Bill Maher and John Cleese criticized The New York Times on Maher’s podcast, saying it is no longer the “great newspaper” they once read.
They felt the Times focuses too much on slanted editorializing rather than just reporting facts.
The Times published a piece revealing young individuals “saying the dumbest [expletive],” Maher said.
“And it’s printed in The New York Times,” he said.
“Well, I used to think that was a great newspaper, but I don’t anymore,” Cleese said.
“I don’t either,” Maher said. “I mean, it’s sad because it was like on my breakfast table when I was a kid, it was in my parents’ house.”
“It was what they call a newspaper of record,” Cleese said.
“It was!” Maher said.
Maher and Cleese agreed both sides can lie through omission and it is difficult to get reliable information.
“What is annoying about it is that it’s not just, just give me the facts,” Maher said. “There’s way too much editorializing on the front page, the way the articles that are just supposed to be the fact kind of articles are slanted one way. And I’m not even necessarily for the other side! I just want someone to tell me the whole truth, not just like your version of it. Because you can lie by what you omit. And both sides do.”

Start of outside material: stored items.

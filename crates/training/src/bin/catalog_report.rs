use clap::{Parser, ValueEnum};
use std::path::PathBuf;
use training::util::{init_tracing, DAVIS_RESOLUTION, DAVIS_TRAIN_SET};
use vos_dataset::{summarize_root_with_thresholds, CatalogLayout, ValidationOutcome, ValidationThresholds};

#[derive(ValueEnum, Debug, Clone, Copy)]
enum LayoutKind {
    Youtube,
    Davis,
}

#[derive(Parser, Debug)]
#[command(
    name = "catalog_report",
    about = "Summarize a DAVIS / YouTube-VOS tree and check it against thresholds"
)]
struct Args {
    /// Dataset root (for YouTube-VOS, the train/ directory).
    #[arg(long)]
    root: PathBuf,
    #[arg(long, value_enum, default_value_t = LayoutKind::Youtube)]
    layout: LayoutKind,
    /// DAVIS resolution subdirectory.
    #[arg(long, default_value = DAVIS_RESOLUTION)]
    resolution: String,
    /// DAVIS image-set file relative to the root.
    #[arg(long, default_value = DAVIS_TRAIN_SET)]
    image_set: PathBuf,
    /// Fail when more videos than this are shorter than a triplet (overrides VOS_DATASET_MAX_SHORT).
    #[arg(long)]
    max_short: Option<usize>,
    /// Fail when the unannotated-frame ratio exceeds this (overrides VOS_DATASET_MAX_UNANNOTATED_RATIO).
    #[arg(long)]
    max_unannotated_ratio: Option<f32>,
}

fn main() -> anyhow::Result<()> {
    init_tracing();
    let args = Args::parse();
    let layout = match args.layout {
        LayoutKind::Youtube => CatalogLayout::youtube_vos(),
        LayoutKind::Davis => CatalogLayout::davis(&args.resolution, args.image_set.clone()),
    };
    let mut thresholds = ValidationThresholds::from_env();
    if args.max_short.is_some() {
        thresholds.max_short_videos = args.max_short;
    }
    if args.max_unannotated_ratio.is_some() {
        thresholds.max_unannotated_ratio = args.max_unannotated_ratio;
    }

    let report = summarize_root_with_thresholds(&args.root, &layout, &thresholds)?;
    println!("{}", serde_json::to_string_pretty(&report)?);
    if report.outcome == ValidationOutcome::Fail {
        anyhow::bail!("catalog at {} failed validation", args.root.display());
    }
    Ok(())
}
//! Raw-label to compact-id relabeling with a per-sample object cap.

use crate::types::{DenseMask, MAX_OBJECTS_PER_SAMPLE, MAX_RAW_LABEL, NUM_CLASSES};
use image::GrayImage;
use rand::RngCore;

/// Ordered raw labels; entry `i` becomes compact id `i + 1`.
#[derive(Debug, Clone, Default, PartialEq, Eq)]
pub struct ObjectIdentityMap {
    labels: Vec<u8>,
}

impl ObjectIdentityMap {
    pub fn new() -> Self {
        Self::default()
    }

    pub fn from_labels(labels: Vec<u8>) -> Self {
        Self { labels }
    }

    pub fn labels(&self) -> &[u8] {
        &self.labels
    }

    pub fn len(&self) -> usize {
        self.labels.len()
    }

    pub fn is_empty(&self) -> bool {
        self.labels.is_empty()
    }

    pub fn compact_id(&self, raw: u8) -> Option<u8> {
        self.labels
            .iter()
            .position(|l| *l == raw)
            .map(|i| (i + 1) as u8)
    }

    /// Map every pixel through the identity list; unknown labels become background.
    pub fn relabel(&self, raw: &GrayImage) -> DenseMask {
        let mut lut = [0u8; 256];
        for (i, label) in self.labels.iter().enumerate().take(NUM_CLASSES - 1) {
            lut[*label as usize] = (i + 1) as u8;
        }
        let data = raw.as_raw().iter().map(|v| lut[*v as usize]).collect();
        DenseMask::from_raw(raw.width(), raw.height(), data)
            .unwrap_or_else(|_| DenseMask::background(raw.width(), raw.height()))
    }
}

/// Raw labels `1..=MAX_RAW_LABEL` present in `raw`, ascending.
pub fn discover_labels(raw: &GrayImage) -> Vec<u8> {
    let mut present = [false; MAX_RAW_LABEL as usize + 1];
    for v in raw.as_raw() {
        if (1..=MAX_RAW_LABEL).contains(v) {
            present[*v as usize] = true;
        }
    }
    (1..=MAX_RAW_LABEL)
        .filter(|l| present[*l as usize])
        .collect()
}

/// Accumulator carried across the frames of one sample.
#[derive(Debug, Clone, Default, PartialEq, Eq)]
pub struct RelabelState {
    pub object_count: usize,
    pub identity: ObjectIdentityMap,
}

#[derive(Debug, Clone, Copy)]
pub struct MaskRelabeler {
    max_objects: usize,
}

impl Default for MaskRelabeler {
    fn default() -> Self {
        Self::new(MAX_OBJECTS_PER_SAMPLE)
    }
}

impl MaskRelabeler {
    pub fn new(max_objects: usize) -> Self {
        Self {
            max_objects: max_objects.min(NUM_CLASSES - 1),
        }
    }

    pub fn max_objects(&self) -> usize {
        self.max_objects
    }

    /// Relabel one frame of a triplet. Only `position == 0` extends the identity map.
    pub fn process(
        &self,
        raw: &GrayImage,
        position: usize,
        state: RelabelState,
        rng: &mut dyn RngCore,
    ) -> (DenseMask, RelabelState) {
        let state = if position == 0 {
            self.discover(raw, state, rng)
        } else {
            state
        };
        (state.identity.relabel(raw), state)
    }

    fn discover(&self, raw: &GrayImage, state: RelabelState, rng: &mut dyn RngCore) -> RelabelState {
        let found = discover_labels(raw);
        let mut object_count = state.object_count + found.len();
        let mut labels = state.identity.labels;
        labels.extend(found);
        if object_count > self.max_objects {
            object_count = self.max_objects;
            labels = rand::seq::index::sample(rng, labels.len(), self.max_objects)
                .into_iter()
                .map(|i| labels[i])
                .collect();
        }
        RelabelState {
            object_count,
            identity: ObjectIdentityMap { labels },
        }
    }

    /// Relabel a whole triplet, carrying the first frame's identity map forward.
    pub fn process_triplet(
        &self,
        raws: &[GrayImage],
        rng: &mut dyn RngCore,
    ) -> (Vec<DenseMask>, RelabelState) {
        let mut state = RelabelState::default();
        let mut dense = Vec::with_capacity(raws.len());
        for (position, raw) in raws.iter().enumerate() {
            let (mask, next) = self.process(raw, position, state, rng);
            dense.push(mask);
            state = next;
        }
        (dense, state)
    }
}

#[cfg(test)]
mod tests {
    use super::*;
    use crate::types::UNLABELED;
    use image::Luma;
    use proptest::prelude::*;
    use rand::rngs::StdRng;
    use rand::SeedableRng;
    use std::collections::HashSet;

    fn mask_of(values: &[u8]) -> GrayImage {
        GrayImage::from_raw(values.len() as u32, 1, values.to_vec()).unwrap()
    }

    #[test]
    fn first_frame_ids_follow_discovery_order() {
        let relabeler = MaskRelabeler::default();
        let mut rng = StdRng::seed_from_u64(0);
        let raw = mask_of(&[0, 7, 3, 3, 200, 10]);
        let (dense, state) = relabeler.process(&raw, 0, RelabelState::default(), &mut rng);
        assert_eq!(state.object_count, 3);
        assert_eq!(state.identity.labels(), &[3, 7, 10]);
        assert_eq!(dense.as_raw(), &[0, 2, 1, 1, 0, 3]);
    }

    #[test]
    fn later_frames_reuse_identity_and_drop_new_labels() {
        let relabeler = MaskRelabeler::default();
        let mut rng = StdRng::seed_from_u64(0);
        let (_, state) = relabeler.process(&mask_of(&[2, 5]), 0, RelabelState::default(), &mut rng);
        let (dense, after) = relabeler.process(&mask_of(&[5, 2, 4, 0]), 1, state.clone(), &mut rng);
        assert_eq!(after, state);
        assert_eq!(dense.as_raw(), &[2, 1, 0, 0]);
    }

    #[test]
    fn seven_objects_are_capped_to_five() {
        let relabeler = MaskRelabeler::default();
        let raw = mask_of(&[1, 2, 3, 4, 5, 6, 7]);
        for seed in 0..20 {
            let mut rng = StdRng::seed_from_u64(seed);
            let (dense, state) = relabeler.process(&raw, 0, RelabelState::default(), &mut rng);
            assert_eq!(state.object_count, 5);
            assert_eq!(state.identity.len(), 5);
            let kept: HashSet<u8> = state.identity.labels().iter().copied().collect();
            assert_eq!(kept.len(), 5);
            assert!(kept.iter().all(|l| (1..=7).contains(l)));
            let survivors = dense.as_raw().iter().filter(|v| **v != 0).count();
            assert_eq!(survivors, 5);
            let ids: HashSet<u8> = dense.as_raw().iter().copied().filter(|v| *v != 0).collect();
            assert_eq!(ids, HashSet::from([1, 2, 3, 4, 5]));
        }
    }

    #[test]
    fn subset_choice_varies_with_rng() {
        let relabeler = MaskRelabeler::default();
        let raw = mask_of(&[1, 2, 3, 4, 5, 6, 7, 8, 9, 10]);
        let subsets: HashSet<Vec<u8>> = (0..30)
            .map(|seed| {
                let mut rng = StdRng::seed_from_u64(seed);
                let (_, state) = relabeler.process(&raw, 0, RelabelState::default(), &mut rng);
                let mut labels = state.identity.labels().to_vec();
                labels.sort();
                labels
            })
            .collect();
        assert!(subsets.len() > 1);
    }

    #[test]
    fn empty_first_frame_keeps_zero_objects() {
        let relabeler = MaskRelabeler::default();
        let mut rng = StdRng::seed_from_u64(0);
        let unlabeled = GrayImage::from_pixel(3, 3, Luma([UNLABELED]));
        let (dense, state) =
            relabeler.process_triplet(&[unlabeled.clone(), mask_of(&[1]), unlabeled], &mut rng);
        assert_eq!(state.object_count, 0);
        assert!(dense.iter().all(DenseMask::is_background));
    }

    #[test]
    fn unlabeled_frame_relabels_to_background() {
        let identity = ObjectIdentityMap::from_labels(vec![1, 2]);
        let dense = identity.relabel(&GrayImage::from_pixel(4, 2, Luma([UNLABELED])));
        assert!(dense.is_background());
    }

    proptest! {
        #[test]
        fn identity_is_capped_and_consistent(
            first in proptest::collection::vec(0u8..=12, 1..64),
            second in proptest::collection::vec(0u8..=12, 1..64),
            seed in any::<u64>(),
        ) {
            let relabeler = MaskRelabeler::default();
            let mut rng = StdRng::seed_from_u64(seed);
            let frames = [mask_of(&first), mask_of(&second)];
            let (dense, state) = relabeler.process_triplet(&frames, &mut rng);
            prop_assert!(state.identity.len() <= MAX_OBJECTS_PER_SAMPLE);
            prop_assert_eq!(state.object_count, state.identity.len());
            for (raw, mask) in frames.iter().zip(&dense) {
                for (r, d) in raw.as_raw().iter().zip(mask.as_raw()) {
                    prop_assert_eq!(state.identity.compact_id(*r).unwrap_or(0), *d);
                }
            }
        }
    }
}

“Both sides do,” Cleese said. “And it’s trying to get a really accurate picture of something that’s got harder and harder and harder. When I came to live in America, which, I was here from about 1990 to 2008, I was saying, even in those days, the hard thing now is getting any reliable information.”
A recurring topic was their dislike of “woke” activists, who Maher said don’t see nuance or context and think in black and white terms.
“What makes a great comedy is that it’s also true. And the truth is always shaded. It’s not one-sided,” Maher said. “Why are we so impatient with the woke? Because they don’t see nuance or context. They don’t give any of that kind of [expletive]. It’s all so literally black and white, a lot of it. They didn’t get a good education because the schools collapsed. So they don’t think critically.”
“There’s a lot of people in the American universities who are very pro the sort of woke that you and I don’t like,” Cleese said.
“They’re insane!” Maher said. “They’ve got the kids marching for the terrorists!”
Cleese said people get in trouble when they see themselves as entirely good or others as entirely bad, leading to denial and projection.
“It’s because they think that people are either all good or bad,” Cleese said. “My mother, who was not a philosopher, said there’s good and bad in everyone. And if you ever forget that, you’re into trouble because the moment that people start thinking they’re better than they really are, then they start doing the denial and projection and seeing all their negative stuff in the people they don’t like. And then you’ve got a paranoid confrontation between the two.”
Maher criticized younger generations for only learning from buzzwords rather than reading longer texts, citing their misuse of terms like “colonizer” regarding Israel.
“The kids haven’t read anything longer than a TikTok,” Maher said. “They know everything by way of buzzwords. They learn these words like ‘colonizer.’ They don’t know what ‘colonizer’ – as if Israel colonized that place, which is, of course, where the Jews are from. Jerusalem. Hello! The Bible, you know, the one where Jesus was born a Christian,” he quipped.